What do I need to be doing now?

I’m going to devote as many hours as necessary this week for follow ups. My schedule is cleared of evening meetings the whole week. The goal is that not a single visitor from the community will slip through the cracks. If they left an address but no phone number, that’s a “drive-by”. If they wrote down only an email address, they will be added to the weekly “Our Savior’s Family & Friends” email with its minute meditation and “taste” of what to expect for upcoming Sunday’s worship. To receive precious prospect contact information and do nothing with it is to dig a hole and bury the friendship registers in the ground similar to the lazy servant of Jesus’ parable.
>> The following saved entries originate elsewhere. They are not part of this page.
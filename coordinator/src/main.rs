use std::{env, fs, io, sync::Arc};

use log::{info, warn};
use tokio::{net::TcpListener, signal};

use coordinator::{
    registry::ProjectRegistry, service::SubmissionService, store::ContributionStore,
};

const DEFAULT_HOST: &str = "127.0.0.1";
const DEFAULT_DATA_DIR: &str = "projects";

#[tokio::main]
async fn main() -> io::Result<()> {
    env_logger::init();

    let addr = format!(
        "{}:{}",
        env::var("HOST").unwrap_or_else(|_| DEFAULT_HOST.to_string()),
        env::var("PORT").map_err(io::Error::other)?,
    );
    let data_dir = env::var("DATA_DIR").unwrap_or_else(|_| DEFAULT_DATA_DIR.to_string());

    fs::create_dir_all(&data_dir)?;
    let store = ContributionStore::new(&data_dir);
    for project in store.projects()? {
        info!("serving project {project}");
    }

    let registry = Arc::new(ProjectRegistry::new(store));
    let service = SubmissionService::new(registry);

    let list = TcpListener::bind(&addr).await?;
    info!("listening at {addr}");

    loop {
        tokio::select! {
            conn = list.accept() => {
                let (stream, peer) = conn?;
                info!("client connected from {peer}");

                let service = service.clone();
                tokio::spawn(async move {
                    let (rx, tx) = stream.into_split();
                    let (rx, tx) = comms::channel(rx, tx);

                    if let Err(e) = service.serve(rx, tx).await {
                        warn!("connection from {peer} failed: {e}");
                    }
                });
            }
            _ = signal::ctrl_c() => {
                info!("received SIGTERM, shutting down");
                break;
            }
        }
    }

    Ok(())
}
use serde::{Deserialize, Serialize};

/// Wire-level metadata announcing one contribution upload.
///
/// The payload itself travels in the `Contribution` frame that follows, so
/// the coordinator can validate this header before touching the bytes.
#[derive(Debug, Clone, Serialize, Deserialize)]
pub struct SubmitSpec {
    /// Bearer token; doubles as the submitting client's identity.
    pub token: String,
    /// Target project identifier.
    pub project: String,
    /// Hex content identifier the client computed over the payload.
    pub id: String,
}

/// Wire-level request for a project's model definition.
#[derive(Debug, Clone, Serialize, Deserialize)]
pub struct FetchSpec {
    pub token: String,
    pub project: String,
}
use std::{env, io};

use log::info;
use tokio::net::TcpStream;

use client::{
    cache::ContributionCache,
    net::CoordClient,
    runner::{ClientRunner, RunSpec},
    trainer::SgdTrainer,
};

const DEFAULT_CACHE_DIR: &str = "cache";
const DEFAULT_LEARNING_RATE: f32 = 0.5;

#[tokio::main]
async fn main() -> io::Result<()> {
    env_logger::init();

    let server = env::var("SERVER").map_err(io::Error::other)?;
    let spec = RunSpec {
        token: env::var("TOKEN").map_err(io::Error::other)?,
        project: env::var("PROJECT").map_err(io::Error::other)?,
        dataset_dir: env::var("DATASET_DIR").map_err(io::Error::other)?.into(),
        epochs: env::var("EPOCHS")
            .ok()
            .and_then(|s| s.parse().ok())
            .unwrap_or(1),
    };
    let cache_dir = env::var("CACHE_DIR").unwrap_or_else(|_| DEFAULT_CACHE_DIR.to_string());
    let seed = env::var("SEED").ok().and_then(|s| s.parse().ok());

    let stream = TcpStream::connect(&server).await?;
    info!("connected to {server}");

    let (rx, tx) = stream.into_split();
    let (rx, tx) = comms::channel(rx, tx);
    let mut coord = CoordClient::new(rx, tx);

    let trainer = SgdTrainer {
        learning_rate: DEFAULT_LEARNING_RATE,
        seed,
    };
    let mut runner = ClientRunner::new(trainer, ContributionCache::new(cache_dir));

    let id = runner.run(&mut coord, &spec).await.map_err(io::Error::from)?;
    coord.disconnect().await.map_err(io::Error::from)?;

    println!("{id}");
    Ok(())
}
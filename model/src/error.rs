use std::{error::Error, fmt};

/// The model module's result type.
pub type Result<T> = std::result::Result<T, ModelErr>;

/// Failures around model definitions, parameter sets and their encodings.
#[derive(Debug)]
pub enum ModelErr {
    /// A definition is semantically invalid before any parameters exist.
    InvalidDefinition(&'static str),
    /// Two parameter sequences disagree on their layer count.
    LayerCountMismatch { got: usize, expected: usize },
    /// One layer's tensor shape disagrees with its counterpart.
    ShapeMismatch {
        layer: usize,
        got: Vec<usize>,
        expected: Vec<usize>,
    },
    /// An encoded parameter set cannot be decoded.
    Malformed(&'static str),
    /// A structured-text form failed to parse.
    Json(serde_json::Error),
}

impl fmt::Display for ModelErr {
    fn fmt(&self, f: &mut fmt::Formatter<'_>) -> fmt::Result {
        match self {
            ModelErr::InvalidDefinition(msg) => write!(f, "invalid model definition: {msg}"),
            ModelErr::LayerCountMismatch { got, expected } => {
                write!(f, "layer count mismatch: got {got}, expected {expected}")
            }
            ModelErr::ShapeMismatch {
                layer,
                got,
                expected,
            } => write!(
                f,
                "shape mismatch at layer {layer}: got {got:?}, expected {expected:?}"
            ),
            ModelErr::Malformed(msg) => write!(f, "malformed parameter encoding: {msg}"),
            ModelErr::Json(e) => write!(f, "definition parse error: {e}"),
        }
    }
}

impl Error for ModelErr {
    fn source(&self) -> Option<&(dyn Error + 'static)> {
        match self {
            ModelErr::Json(e) => Some(e),
            _ => None,
        }
    }
}

impl From<serde_json::Error> for ModelErr {
    fn from(value: serde_json::Error) -> Self {
        Self::Json(value)
    }
}
//! The weight-averaging merge producing the next canonical parameter set.

use rayon::prelude::*;

use model::{ModelErr, ParameterSet};

/// Merges one pending contribution into the canonical parameter set.
///
/// An absent canonical means no model has been trained yet, so the
/// contribution bootstraps it unchanged. Otherwise both sets must agree
/// layer for layer on their shapes and the result is the elementwise
/// two-way average `(canonical + contribution) / 2`.
///
/// Note that this is deliberately not a running mean over every
/// contribution ever merged: each merge averages the current canonical
/// against the single newest contribution, so later contributions carry
/// geometrically more weight. Compatible deployments depend on that exact
/// behavior.
///
/// # Arguments
/// * `canonical` - The current canonical set, if one exists.
/// * `contribution` - The validated pending contribution.
///
/// # Returns
/// The next canonical set, or `ShapeMismatch`/`LayerCountMismatch` when the
/// contribution is incompatible. Pure computation; persistence is the
/// store's job.
pub fn merge(
    canonical: Option<ParameterSet>,
    contribution: ParameterSet,
) -> Result<ParameterSet, ModelErr> {
    let Some(canonical) = canonical else {
        return Ok(contribution);
    };

    canonical.compatible(&contribution)?;

    let tensors = canonical
        .into_tensors()
        .into_par_iter()
        .zip(contribution.into_tensors())
        .map(|(ours, theirs)| (ours + theirs) / 2.0)
        .collect();

    Ok(ParameterSet::new(tensors))
}
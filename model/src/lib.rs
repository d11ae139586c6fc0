mod definition;
mod error;
mod ident;
mod params;

pub use definition::{ActFnSpec, LayerSpec, ModelDefinition};
pub use error::ModelErr;
pub use ident::ContributionId;
pub use params::ParameterSet;
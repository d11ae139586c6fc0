//! One-shot project initialization: writes the definition and token list
//! under the store root so the coordinator can serve the project.

use std::{env, fs, io};

use log::info;

use coordinator::store::{ContributionStore, ProjectMeta};
use model::ModelDefinition;

fn main() -> io::Result<()> {
    env_logger::init();

    let data_dir = env::var("DATA_DIR").unwrap_or_else(|_| "projects".to_string());
    let project = env::var("PROJECT").map_err(io::Error::other)?;
    let definition_path = env::var("DEFINITION").map_err(io::Error::other)?;
    let tokens: Vec<String> = env::var("TOKENS")
        .map_err(io::Error::other)?
        .split(',')
        .filter(|t| !t.is_empty())
        .map(str::to_string)
        .collect();

    if tokens.is_empty() {
        return Err(io::Error::other("TOKENS must list at least one token"));
    }

    let text = fs::read_to_string(&definition_path)?;
    let def = ModelDefinition::from_json(&text)
        .map_err(|e| io::Error::new(io::ErrorKind::InvalidData, e.to_string()))?;

    let store = ContributionStore::new(&data_dir);
    store.create_project(&project, &def, &ProjectMeta { tokens })?;

    info!("initialized project {project} under {data_dir}");
    Ok(())
}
I also need to intentionally share prospect follow up with my church members. A part of me wants to do all the follow up because I like it and am comfortable it. God’s incredible blessing of a 150+ visitors will make that impossible. I will need my follow up team with me. There is the opportunity for members to make connections with prospects. Some live in the same subdivisions together. Others will relate better by age or the geographical area from where they relocated.
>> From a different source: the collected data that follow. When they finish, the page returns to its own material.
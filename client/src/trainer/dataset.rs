use std::path::Path;

use ndarray::Array1;

use super::TrainerErr;

type Result<T> = std::result::Result<T, TrainerErr>;

/// A labeled dataset held fully in memory.
///
/// Loaded from a directory with one subdirectory per class, each holding
/// plain-text files of whitespace- or comma-separated floats, one sample
/// per file. Class indices follow the subdirectories' name order, and
/// labels are one-hot over them.
pub struct Dataset {
    pub samples: Vec<(Array1<f32>, Array1<f32>)>,
}

impl Dataset {
    pub fn load(dir: &Path, input_len: usize, classes: usize) -> Result<Self> {
        let mut class_dirs = Vec::new();
        for entry in read_dir(dir)? {
            let entry = entry.map_err(io_err)?;
            if entry.path().is_dir() {
                class_dirs.push(entry.path());
            }
        }
        class_dirs.sort();

        if class_dirs.len() != classes {
            return Err(TrainerErr::new(format!(
                "dataset has {} class directories, the model expects {classes}",
                class_dirs.len()
            )));
        }

        let mut samples = Vec::new();
        for (class_idx, class_dir) in class_dirs.iter().enumerate() {
            let mut label = Array1::zeros(classes);
            label[class_idx] = 1.0;

            let mut files = Vec::new();
            for entry in read_dir(class_dir)? {
                let entry = entry.map_err(io_err)?;
                if entry.path().is_file() {
                    files.push(entry.path());
                }
            }
            files.sort();

            for file in files {
                let text = std::fs::read_to_string(&file).map_err(io_err)?;
                let values = parse_sample(&text, input_len, &file.display().to_string())?;
                samples.push((Array1::from_vec(values), label.clone()));
            }
        }

        if samples.is_empty() {
            return Err(TrainerErr::new("dataset contains no samples"));
        }

        Ok(Self { samples })
    }

    pub fn len(&self) -> usize {
        self.samples.len()
    }

    pub fn is_empty(&self) -> bool {
        self.samples.is_empty()
    }
}

fn read_dir(dir: &Path) -> Result<std::fs::ReadDir> {
    std::fs::read_dir(dir)
        .map_err(|e| TrainerErr::new(format!("cannot read dataset dir {}: {e}", dir.display())))
}

fn io_err(e: std::io::Error) -> TrainerErr {
    TrainerErr::new(format!("dataset io error: {e}"))
}

fn parse_sample(text: &str, input_len: usize, name: &str) -> Result<Vec<f32>> {
    let values: Vec<f32> = text
        .split(|c: char| c == ',' || c.is_whitespace())
        .filter(|s| !s.is_empty())
        .map(|s| {
            s.parse::<f32>()
                .map_err(|_| TrainerErr::new(format!("bad number {s:?} in sample {name}")))
        })
        .collect::<Result<_>>()?;

    if values.len() != input_len {
        return Err(TrainerErr::new(format!(
            "sample {name} has {} values, the model expects {input_len}",
            values.len()
        )));
    }

    Ok(values)
}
There will be plenty of prospect follow up for the pastor with those who indicated, “Would like pastor to call” or “New to the community” or “Interested in membership”. I’m on them like crazy.

What went well from Lent & Easter?

I believe our sunrise service has undiscovered potential for the future due to its location within the community. Easter sunrise service was held at a gorgeous botanical gardens located in the central part of our community. Dating back to the early 1800s, the original sugar mill plantation ruins still stand. Unlike other years, our sunrise service was held directly in front of those old ruins with the sunrise and a message of new life in Christ in the background. In addition to our usual, professionally-done, Easter mass mailing (5,000), we hand-delivered 1,000 flyers to homes in the immediate vicinity with the invite (the summarized gist), “Easter Sunrise … Bring your coffee.” Seventy-five percent of the attendees were non-members. A full one-third came from the 1,000 home-made flyer campaign that cost a total of $18. It was cheap but not cheesy, home-produced but with a quality message of, “This is especially done for you, neighbor.”
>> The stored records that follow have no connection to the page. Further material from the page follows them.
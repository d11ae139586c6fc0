use std::path::Path;

use ndarray::{Array1, Array2, Axis, Ix1, Ix2};
use rand::{Rng, SeedableRng, rngs::StdRng};

use model::{ActFnSpec, LayerSpec, ModelDefinition, ParameterSet};

use super::{Dataset, Trainer, TrainerErr};

type Result<T> = std::result::Result<T, TrainerErr>;

/// The built-in training capability: batch gradient descent with MSE loss
/// over sigmoid-activated dense networks.
///
/// Definitions outside that family fail with an opaque `TrainerErr`; a
/// deployment with richer models plugs in its own `Trainer` instead.
#[derive(Debug, Clone, Copy)]
pub struct SgdTrainer {
    pub learning_rate: f32,
    /// Seed for weight initialization; `None` draws one from the OS.
    pub seed: Option<u64>,
}

impl Default for SgdTrainer {
    fn default() -> Self {
        Self {
            learning_rate: 0.5,
            seed: None,
        }
    }
}

impl Trainer for SgdTrainer {
    fn train(
        &mut self,
        def: &ModelDefinition,
        initial: Option<&ParameterSet>,
        dataset_dir: &Path,
        epochs: usize,
    ) -> Result<ParameterSet> {
        def.validate()
            .map_err(|e| TrainerErr::new(format!("invalid definition: {e}")))?;

        let mut net = DenseNet::build(def, initial, self.seed)?;
        let data = Dataset::load(dataset_dir, net.input_len(), net.output_len())?;

        for _ in 0..epochs {
            net.epoch(&data, self.learning_rate);
        }

        Ok(net.into_params())
    }
}

/// A plain feed-forward stack of dense sigmoid layers.
///
/// Kernels are `[fan_in, units]` so layer parameters line up one to one
/// with `ModelDefinition::trainable_shapes`.
struct DenseNet {
    weights: Vec<Array2<f32>>,
    biases: Vec<Array1<f32>>,
}

impl DenseNet {
    fn build(
        def: &ModelDefinition,
        initial: Option<&ParameterSet>,
        seed: Option<u64>,
    ) -> Result<Self> {
        for layer in &def.layers {
            match layer {
                LayerSpec::Dense { act_fn, .. } if *act_fn != ActFnSpec::Sigmoid => {
                    return Err(TrainerErr::new(format!(
                        "unsupported activation {act_fn:?} for the built-in trainer"
                    )));
                }
                // Dropout carries no parameters and is skipped here.
                _ => {}
            }
        }

        match initial {
            Some(params) => Self::from_params(def, params),
            None => Ok(Self::random(def, seed)),
        }
    }

    fn from_params(def: &ModelDefinition, params: &ParameterSet) -> Result<Self> {
        params
            .matches(def)
            .map_err(|e| TrainerErr::new(format!("initial parameters do not fit: {e}")))?;

        let mut weights = Vec::new();
        let mut biases = Vec::new();

        for pair in params.tensors().chunks(2) {
            let kernel = pair[0]
                .clone()
                .into_dimensionality::<Ix2>()
                .map_err(|e| TrainerErr::new(e.to_string()))?;
            let bias = pair[1]
                .clone()
                .into_dimensionality::<Ix1>()
                .map_err(|e| TrainerErr::new(e.to_string()))?;

            weights.push(kernel);
            biases.push(bias);
        }

        Ok(Self { weights, biases })
    }

    fn random(def: &ModelDefinition, seed: Option<u64>) -> Self {
        let mut rng = StdRng::seed_from_u64(seed.unwrap_or_else(rand::random));
        let mut weights = Vec::new();
        let mut biases = Vec::new();

        for pair in def.trainable_shapes().chunks(2) {
            let (fan_in, units) = (pair[0][0], pair[0][1]);
            let limit = 1.0 / (fan_in as f32).sqrt();

            let kernel =
                Array2::from_shape_fn((fan_in, units), |_| rng.random_range(-limit..limit));
            weights.push(kernel);
            biases.push(Array1::zeros(units));
        }

        Self { weights, biases }
    }

    fn input_len(&self) -> usize {
        self.weights[0].nrows()
    }

    fn output_len(&self) -> usize {
        self.biases[self.biases.len() - 1].len()
    }

    /// Forward pass keeping every layer's activation for backprop.
    fn forward(&self, x: &Array1<f32>) -> Vec<Array1<f32>> {
        let mut activations = vec![x.clone()];

        for (w, b) in self.weights.iter().zip(&self.biases) {
            let z = activations.last().unwrap().dot(w) + b;
            activations.push(z.mapv(sigmoid));
        }

        activations
    }

    /// One full-batch gradient step over the dataset.
    fn epoch(&mut self, data: &Dataset, eta: f32) {
        let mut grad_w: Vec<Array2<f32>> = self
            .weights
            .iter()
            .map(|w| Array2::zeros(w.dim()))
            .collect();
        let mut grad_b: Vec<Array1<f32>> = self
            .biases
            .iter()
            .map(|b| Array1::zeros(b.dim()))
            .collect();

        for (x, y) in &data.samples {
            let activations = self.forward(x);

            // Output delta for MSE through the sigmoid, using a(1-a) as
            // the activation derivative.
            let a_out = activations.last().unwrap();
            let mut delta = (a_out - y).mapv(|v| 2.0 * v) * a_out.mapv(|a| a * (1.0 - a));

            for idx in (0..self.weights.len()).rev() {
                grad_w[idx] += &outer(&activations[idx], &delta);
                grad_b[idx] += &delta;

                if idx > 0 {
                    let a = &activations[idx];
                    delta = self.weights[idx].dot(&delta) * a.mapv(|a| a * (1.0 - a));
                }
            }
        }

        let scale = -eta / data.len() as f32;
        for (w, gw) in self.weights.iter_mut().zip(&grad_w) {
            w.scaled_add(scale, gw);
        }
        for (b, gb) in self.biases.iter_mut().zip(&grad_b) {
            b.scaled_add(scale, gb);
        }
    }

    fn into_params(self) -> ParameterSet {
        let mut tensors = Vec::with_capacity(self.weights.len() * 2);

        for (w, b) in self.weights.into_iter().zip(self.biases) {
            tensors.push(w.into_dyn());
            tensors.push(b.into_dyn());
        }

        ParameterSet::new(tensors)
    }
}

fn sigmoid(z: f32) -> f32 {
    1.0 / (1.0 + (-z).exp())
}

fn outer(a: &Array1<f32>, b: &Array1<f32>) -> Array2<f32> {
    let col = a.view().insert_axis(Axis(1));
    let row = b.view().insert_axis(Axis(0));
    col.dot(&row)
}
What could have been done better?

I forgot to bring the friendship registers to the off-site sunrise location. I could kick myself. Sure, all our contact information was printed out for them in the service folder. But my memory lapse cost me the valuable driver’s seat of prospect follow up. Now I’m helplessly in the backseat praying some of dozens will somehow follow up on my church. Note to self: DON’T DO THAT AGAIN!

Also, we won’t ask them to bring their coffee to Easter sunrise but have fresh-brewed coffee ready for them upon arrival. It will make for a little more work and planning, but will only add to the early morning appeal. I can see it already: a line of early morning worshippers getting a service folder in one hand and a cup of java in the other to help speed their steps as we race to see the empty tomb!

We need to capitalize on the uniqueness of our sunrise service. Note to self: Next year, call the Daytona Beach News Journal and invite them to report and publish an article with photos on our church-hosted, “Sugar Mill Sunrise Service.” Then, ask if it can be part of the Saturday edition (the day before Easter). It doesn’t matter that the local Baptist churches have a lock on the beach side sunrise services attended by the hundreds. Ours is a closer and more central alternative for the remaining tens of thousands. The timing of the distribution for the sunrise service flyer affected turn-out. While believers plan to attend Easter, unchurched don’t. Many simply react instantaneously: “Hey, that sunrise thing sounds neat. Let’s do it tomorrow morning.” As weird as it may sound, another note to self: plan on 2,500 door-to-door sunrise service flyers to be hand-delivered Thursday through Saturday of Holy Week next year. It can be done: 3 days, 2 hours a day, and 10 volunteers each day. It can be done.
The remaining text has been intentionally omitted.